--- SOURCE RECORDS Enclosed Below ---
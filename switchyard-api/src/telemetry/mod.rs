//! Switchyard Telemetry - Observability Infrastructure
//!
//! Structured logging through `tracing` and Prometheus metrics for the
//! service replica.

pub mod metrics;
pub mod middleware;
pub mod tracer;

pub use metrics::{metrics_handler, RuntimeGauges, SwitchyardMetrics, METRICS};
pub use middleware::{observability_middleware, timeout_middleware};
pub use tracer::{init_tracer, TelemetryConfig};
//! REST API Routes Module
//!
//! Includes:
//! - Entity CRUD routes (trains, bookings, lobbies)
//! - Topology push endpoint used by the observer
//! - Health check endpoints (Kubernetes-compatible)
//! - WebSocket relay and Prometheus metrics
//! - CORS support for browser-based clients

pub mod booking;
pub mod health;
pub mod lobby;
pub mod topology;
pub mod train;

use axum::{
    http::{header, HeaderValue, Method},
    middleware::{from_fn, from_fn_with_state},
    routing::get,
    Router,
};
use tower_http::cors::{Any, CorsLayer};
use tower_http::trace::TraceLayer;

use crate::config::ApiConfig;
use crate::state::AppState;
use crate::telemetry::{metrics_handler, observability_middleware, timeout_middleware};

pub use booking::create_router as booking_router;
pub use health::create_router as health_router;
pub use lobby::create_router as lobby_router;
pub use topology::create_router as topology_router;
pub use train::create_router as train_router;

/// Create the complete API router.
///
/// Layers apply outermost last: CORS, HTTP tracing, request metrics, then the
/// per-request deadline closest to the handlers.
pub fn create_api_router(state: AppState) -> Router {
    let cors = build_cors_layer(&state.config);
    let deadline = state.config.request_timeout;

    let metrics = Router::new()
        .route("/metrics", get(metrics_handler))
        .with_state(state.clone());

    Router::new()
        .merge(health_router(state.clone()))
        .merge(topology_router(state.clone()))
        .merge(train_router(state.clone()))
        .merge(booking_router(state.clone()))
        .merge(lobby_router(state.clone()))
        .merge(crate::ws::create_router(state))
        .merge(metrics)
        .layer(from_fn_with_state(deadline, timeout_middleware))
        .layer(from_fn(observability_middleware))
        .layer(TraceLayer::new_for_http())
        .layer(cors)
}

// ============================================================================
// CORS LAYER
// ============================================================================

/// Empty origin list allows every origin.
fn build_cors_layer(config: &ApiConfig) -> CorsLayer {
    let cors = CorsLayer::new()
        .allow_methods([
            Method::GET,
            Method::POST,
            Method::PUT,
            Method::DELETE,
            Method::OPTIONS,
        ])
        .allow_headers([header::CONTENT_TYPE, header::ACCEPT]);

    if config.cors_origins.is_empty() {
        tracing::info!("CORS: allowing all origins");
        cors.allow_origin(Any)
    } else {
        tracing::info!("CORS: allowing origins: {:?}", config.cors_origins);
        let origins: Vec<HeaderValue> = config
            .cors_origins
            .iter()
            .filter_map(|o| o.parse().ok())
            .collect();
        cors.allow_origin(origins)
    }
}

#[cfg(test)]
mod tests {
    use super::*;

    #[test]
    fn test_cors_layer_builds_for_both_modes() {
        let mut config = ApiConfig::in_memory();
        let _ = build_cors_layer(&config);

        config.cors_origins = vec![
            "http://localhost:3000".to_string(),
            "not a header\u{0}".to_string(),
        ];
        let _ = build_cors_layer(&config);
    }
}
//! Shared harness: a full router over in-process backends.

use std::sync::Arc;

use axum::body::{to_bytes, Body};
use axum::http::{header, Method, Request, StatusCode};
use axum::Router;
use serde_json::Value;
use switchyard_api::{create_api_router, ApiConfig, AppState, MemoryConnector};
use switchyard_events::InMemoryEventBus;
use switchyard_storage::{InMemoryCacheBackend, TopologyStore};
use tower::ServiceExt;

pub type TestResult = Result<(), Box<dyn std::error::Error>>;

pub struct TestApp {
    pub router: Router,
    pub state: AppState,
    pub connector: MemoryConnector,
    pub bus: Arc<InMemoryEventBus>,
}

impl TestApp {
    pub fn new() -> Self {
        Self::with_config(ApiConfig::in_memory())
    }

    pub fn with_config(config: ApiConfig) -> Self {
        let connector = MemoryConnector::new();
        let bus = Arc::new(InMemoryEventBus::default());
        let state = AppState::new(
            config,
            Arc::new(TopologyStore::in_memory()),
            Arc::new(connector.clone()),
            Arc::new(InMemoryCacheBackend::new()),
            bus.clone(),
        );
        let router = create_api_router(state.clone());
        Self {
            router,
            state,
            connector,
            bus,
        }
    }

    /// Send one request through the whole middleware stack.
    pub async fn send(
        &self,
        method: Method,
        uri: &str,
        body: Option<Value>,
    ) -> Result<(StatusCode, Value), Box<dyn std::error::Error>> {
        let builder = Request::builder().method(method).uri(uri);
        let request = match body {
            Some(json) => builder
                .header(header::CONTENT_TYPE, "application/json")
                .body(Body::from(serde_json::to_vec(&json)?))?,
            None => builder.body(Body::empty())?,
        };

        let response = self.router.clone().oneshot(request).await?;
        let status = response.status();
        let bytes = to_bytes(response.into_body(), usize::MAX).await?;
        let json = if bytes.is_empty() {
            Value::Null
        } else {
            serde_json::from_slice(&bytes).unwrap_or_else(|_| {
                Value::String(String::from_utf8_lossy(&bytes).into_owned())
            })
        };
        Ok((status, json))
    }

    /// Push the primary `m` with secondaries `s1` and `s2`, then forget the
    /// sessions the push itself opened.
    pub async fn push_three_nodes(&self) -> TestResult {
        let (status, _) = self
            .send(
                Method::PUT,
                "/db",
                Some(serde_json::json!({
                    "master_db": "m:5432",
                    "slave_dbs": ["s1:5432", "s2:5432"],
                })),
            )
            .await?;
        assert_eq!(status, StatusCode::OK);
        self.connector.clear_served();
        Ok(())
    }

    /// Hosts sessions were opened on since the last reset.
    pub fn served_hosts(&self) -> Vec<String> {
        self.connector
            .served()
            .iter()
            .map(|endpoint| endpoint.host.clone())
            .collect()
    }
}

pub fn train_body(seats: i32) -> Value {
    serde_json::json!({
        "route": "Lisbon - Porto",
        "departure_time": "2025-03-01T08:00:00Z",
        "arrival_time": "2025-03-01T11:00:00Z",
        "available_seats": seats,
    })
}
--- End of Enclosed SOURCE RECORDS ---
PROBLEM TO WORK ON:
Each record is to be retyped exactly as it appears.

ANSWER TO THE EXERCISE:
filename switchyard-api/src/telemetry/mod.rs
//! Switchyard Telemetry - Observability Infrastructure
//!
//! Structured logging through `tracing` and Prometheus metrics for the
//! service replica.

pub mod metrics;
pub mod middleware;
pub mod tracer;

pub use metrics::{metrics_handler, RuntimeGauges, SwitchyardMetrics, METRICS};
pub use middleware::{observability_middleware, timeout_middleware};
pub use tracer::{init_tracer, TelemetryConfig};
//! REST API Routes Module
//!
//! Includes:
//! - Entity CRUD routes (trains, bookings, lobbies)
//! - Topology push endpoint used by the observer
//! - Health check endpoints (Kubernetes-compatible)
//! - WebSocket relay and Prometheus metrics
//! - CORS support for browser-based clients

pub mod booking;
pub mod health;
pub mod lobby;
pub mod topology;
pub mod train;

use axum::{
    http::{header, HeaderValue, Method},
    middleware::{from_fn, from_fn_with_state},
    routing::get,
    Router,
};
use tower_http::cors::{Any, CorsLayer};
use tower_http::trace::TraceLayer;

use crate::config::ApiConfig;
use crate::state::AppState;
use crate::telemetry::{metrics_handler, observability_middleware, timeout_middleware};

pub use booking::create_router as booking_router;
pub use health::create_router as health_router;
pub use lobby::create_router as lobby_router;
pub use topology::create_router as topology_router;
pub use train::create_router as train_router;

/// Create the complete API router.
///
/// Layers apply outermost last: CORS, HTTP tracing, request metrics, then the
/// per-request deadline closest to the handlers.
pub fn create_api_router(state: AppState) -> Router {
    let cors = build_cors_layer(&state.config);
    let deadline = state.config.request_timeout;

    let metrics = Router::new()
        .route("/metrics", get(metrics_handler))
        .with_state(state.clone());

    Router::new()
        .merge(health_router(state.clone()))
        .merge(topology_router(state.clone()))
        .merge(train_router(state.clone()))
        .merge(booking_router(state.clone()))
        .merge(lobby_router(state.clone()))
        .merge(crate::ws::create_router(state))
        .merge(metrics)
        .layer(from_fn_with_state(deadline, timeout_middleware))
        .layer(from_fn(observability_middleware))
        .layer(TraceLayer::new_for_http())
        .layer(cors)
}

// ============================================================================
// CORS LAYER
// ============================================================================

/// Empty origin list allows every origin.
fn build_cors_layer(config: &ApiConfig) -> CorsLayer {
    let cors = CorsLayer::new()
        .allow_methods([
            Method::GET,
            Method::POST,
            Method::PUT,
            Method::DELETE,
            Method::OPTIONS,
        ])
        .allow_headers([header::CONTENT_TYPE, header::ACCEPT]);

    if config.cors_origins.is_empty() {
        tracing::info!("CORS: allowing all origins");
        cors.allow_origin(Any)
    } else {
        tracing::info!("CORS: allowing origins: {:?}", config.cors_origins);
        let origins: Vec<HeaderValue> = config
            .cors_origins
            .iter()
            .filter_map(|o| o.parse().ok())
            .collect();
        cors.allow_origin(origins)
    }
}

#[cfg(test)]
mod tests {
    use super::*;

    #[test]
    fn test_cors_layer_builds_for_both_modes() {
        let mut config = ApiConfig::in_memory();
        let _ = build_cors_layer(&config);

        config.cors_origins = vec![
            "http://localhost:3000".to_string(),
            "not a header\u{0}".to_string(),
        ];
        let _ = build_cors_layer(&config);
    }
}
//! Shared harness: a full router over in-process backends.

use std::sync::Arc;

use axum::body::{to_bytes, Body};
use axum::http::{header, Method, Request, StatusCode};
use axum::Router;
use serde_json::Value;
use switchyard_api::{create_api_router, ApiConfig, AppState, MemoryConnector};
use switchyard_events::InMemoryEventBus;
use switchyard_storage::{InMemoryCacheBackend, TopologyStore};
use tower::ServiceExt;

pub type TestResult = Result<(), Box<dyn std::error::Error>>;

pub struct TestApp {
    pub router: Router,
    pub state: AppState,
    pub connector: MemoryConnector,
    pub bus: Arc<InMemoryEventBus>,
}

impl TestApp {
    pub fn new() -> Self {
        Self::with_config(ApiConfig::in_memory())
    }

    pub fn with_config(config: ApiConfig) -> Self {
        let connector = MemoryConnector::new();
        let bus = Arc::new(InMemoryEventBus::default());
        let state = AppState::new(
            config,
            Arc::new(TopologyStore::in_memory()),
            Arc::new(connector.clone()),
            Arc::new(InMemoryCacheBackend::new()),
            bus.clone(),
        );
        let router = create_api_router(state.clone());
        Self {
            router,
            state,
            connector,
            bus,
        }
    }

    /// Send one request through the whole middleware stack.
    pub async fn send(
        &self,
        method: Method,
        uri: &str,
        body: Option<Value>,
    ) -> Result<(StatusCode, Value), Box<dyn std::error::Error>> {
        let builder = Request::builder().method(method).uri(uri);
        let request = match body {
            Some(json) => builder
                .header(header::CONTENT_TYPE, "application/json")
                .body(Body::from(serde_json::to_vec(&json)?))?,
            None => builder.body(Body::empty())?,
        };

        let response = self.router.clone().oneshot(request).await?;
        let status = response.status();
        let bytes = to_bytes(response.into_body(), usize::MAX).await?;
        let json = if bytes.is_empty() {
            Value::Null
        } else {
            serde_json::from_slice(&bytes).unwrap_or_else(|_| {
                Value::String(String::from_utf8_lossy(&bytes).into_owned())
            })
        };
        Ok((status, json))
    }

    /// Push the primary `m` with secondaries `s1` and `s2`, then forget the
    /// sessions the push itself opened.
    pub async fn push_three_nodes(&self) -> TestResult {
        let (status, _) = self
            .send(
                Method::PUT,
                "/db",
                Some(serde_json::json!({
                    "master_db": "m:5432",
                    "slave_dbs": ["s1:5432", "s2:5432"],
                })),
            )
            .await?;
        assert_eq!(status, StatusCode::OK);
        self.connector.clear_served();
        Ok(())
    }

    /// Hosts sessions were opened on since the last reset.
    pub fn served_hosts(&self) -> Vec<String> {
        self.connector
            .served()
            .iter()
            .map(|endpoint| endpoint.host.clone())
            .collect()
    }
}

pub fn train_body(seats: i32) -> Value {
    serde_json::json!({
        "route": "Lisbon - Porto",
        "departure_time": "2025-03-01T08:00:00Z",
        "arrival_time": "2025-03-01T11:00:00Z",
        "available_seats": seats,
    })
}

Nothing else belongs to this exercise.